Overlapping matches in R

The standard regmatches does not work well with captured matches (specifically multiple captured matches in the same string). And in this case, since you're "matching" a look ahead (ignoring the capture), the match itself is zero-length. There is also a regmatches()<- function that may illustrate this. Obseerve

x <- 'ACCACCACCAC'
m <- gregexpr('(?=([AC]C))', x, perl=T)
regmatches(x, m) <- "~"
x
# [1] "~A~CC~A~CC~A~CC~AC"

Notice how all the letters are preserved, we've just replaced the locations of the zero-length matches with something we can observe.

I've created a regcapturedmatches() function that I often use for such tasks.

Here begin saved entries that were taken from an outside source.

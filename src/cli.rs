use clap::{Args as ClapArgs, Parser, Subcommand, ValueEnum};
use serde::{Deserialize, Serialize};
use std::path::PathBuf;

use crate::policy::DEFAULT_TOP_K;

#[derive(Parser, Debug, Clone)]
#[command(
    name = "riskmap",
    about = "riskmap - questionnaire-driven cyber risk scoring with policy evidence retrieval",
    version
)]
pub struct Args {
    /// Enable verbose logging of all operations
    #[arg(short, long, global = true)]
    pub verbose: bool,

    /// Only log errors
    #[arg(short, long, global = true)]
    pub quiet: bool,

    #[command(subcommand)]
    pub command: Command,
}

#[derive(Subcommand, Debug, Clone)]
pub enum Command {
    /// Score a profile against the catalog and print ranked risk views
    Assess(AssessArgs),
    /// Build (or load) the policy index and list the indexed documents
    Index(IndexArgs),
    /// Run a free-text query against the policy index
    Search(SearchArgs),
    /// Retrieve policy evidence for every ranked vulnerability
    Evidence(EvidenceArgs),
    /// Re-export an answer profile after import coercion
    ExportProfile(ExportProfileArgs),
}

#[derive(ClapArgs, Debug, Clone)]
pub struct ScoringArgs {
    /// Risk catalog (YAML)
    #[arg(short, long, default_value = "data/risk_catalog.yaml")]
    pub catalog: PathBuf,

    /// Answer profile (JSON key-value document)
    #[arg(short, long)]
    pub profile: PathBuf,

    /// Impact summary across a group of scenarios
    #[arg(short, long, default_value = "average")]
    pub mode: CalcMode,

    /// Likelihood weight in percent
    #[arg(long, default_value = "50", value_parser = clap::value_parser!(u32).range(0..=100))]
    pub weight_likelihood: u32,

    /// Impact weight in percent
    #[arg(long, default_value = "50", value_parser = clap::value_parser!(u32).range(0..=100))]
    pub weight_impact: u32,

    /// Vulnerability ids already remediated
    #[arg(long, value_delimiter = ',')]
    pub completed: Vec<String>,

    /// Fine-tuning overrides (JSON: {"assets": {...}, "threats": {...}})
    #[arg(long)]
    pub overrides: Option<PathBuf>,
}

#[derive(ClapArgs, Debug, Clone)]
pub struct AssessArgs {
    #[command(flatten)]
    pub scoring: ScoringArgs,

    /// Which ranked view to print
    #[arg(long, default_value = "vulnerabilities")]
    pub view: ViewKind,

    /// Emit the full assessment as JSON instead of tables
    #[arg(long)]
    pub json: bool,

    /// Write the JSON assessment to a file
    #[arg(short, long)]
    pub output: Option<PathBuf>,
}

#[derive(ClapArgs, Debug, Clone)]
pub struct IndexArgs {
    /// Directory holding the policy PDFs
    #[arg(long, default_value = "policies")]
    pub policies: PathBuf,

    /// Drop cached artifacts and re-scan the directory
    #[arg(long)]
    pub rebuild: bool,
}

#[derive(ClapArgs, Debug, Clone)]
pub struct SearchArgs {
    #[arg(long, default_value = "policies")]
    pub policies: PathBuf,

    /// Query text
    pub query: String,

    /// Number of hits
    #[arg(short, default_value_t = DEFAULT_TOP_K)]
    pub k: usize,
}

#[derive(ClapArgs, Debug, Clone)]
pub struct EvidenceArgs {
    #[command(flatten)]
    pub scoring: ScoringArgs,

    #[arg(long, default_value = "policies")]
    pub policies: PathBuf,

    /// Only the top N vulnerabilities
    #[arg(long)]
    pub limit: Option<usize>,

    /// Write the assessment with recommendations as JSON
    #[arg(short, long)]
    pub output: Option<PathBuf>,
}

#[derive(ClapArgs, Debug, Clone)]
pub struct ExportProfileArgs {
    /// Profile to import
    pub input: PathBuf,

    /// Destination (stdout when omitted)
    #[arg(short, long)]
    pub output: Option<PathBuf>,
}

/// How impact is summarised across the scenarios of a group.
#[derive(Debug, Clone, Copy, ValueEnum, PartialEq, Eq, Default, Serialize, Deserialize)]
#[serde(rename_all = "lowercase")]
pub enum CalcMode {
    /// Arithmetic mean of scenario impacts
    #[default]
    Average,
    /// Highest scenario impact
    Maximum,
}

impl std::fmt::Display for CalcMode {
    fn fmt(&self, f: &mut std::fmt::Formatter<'_>) -> std::fmt::Result {
        match self {
            CalcMode::Average => write!(f, "average"),
            CalcMode::Maximum => write!(f, "maximum"),
        }
    }
}

#[derive(Debug, Clone, Copy, ValueEnum, PartialEq, Eq)]
pub enum ViewKind {
    Vulnerabilities,
    Threats,
    Assets,
}

#[cfg(test)]
mod tests {
    use super::*;

    fn assess(extra: &[&str]) -> Result<Args, clap::Error> {
        let mut argv = vec!["riskmap", "assess", "--profile", "profile.json"];
        argv.extend_from_slice(extra);
        Args::try_parse_from(argv)
    }

    #[test]
    fn test_weights_default_to_even_split() {
        let args = assess(&[]).unwrap();
        let Command::Assess(a) = args.command else {
            panic!("expected assess subcommand");
        };
        assert_eq!((a.scoring.weight_likelihood, a.scoring.weight_impact), (50, 50));
    }

    #[test]
    fn test_weights_are_bounded_percentages() {
        assert!(assess(&["--weight-likelihood", "100", "--weight-impact", "0"]).is_ok());
        assert!(assess(&["--weight-likelihood", "101"]).is_err());
        assert!(assess(&["--weight-impact", "4294967295"]).is_err());
    }
}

For example

x <- 'ACCACCACCAC'
regcapturedmatches(x, gregexpr('(?=([AC]C))', x, perl=T))[[1]]

#      [,1] [,2] [,3] [,4] [,5] [,6] [,7]
# [1,] "AC" "CC" "AC" "CC" "AC" "CC" "AC"

The gregexpr is grabbing all the data just fine so you can extract it from that object anyway you life if you prefer not to use this helper function.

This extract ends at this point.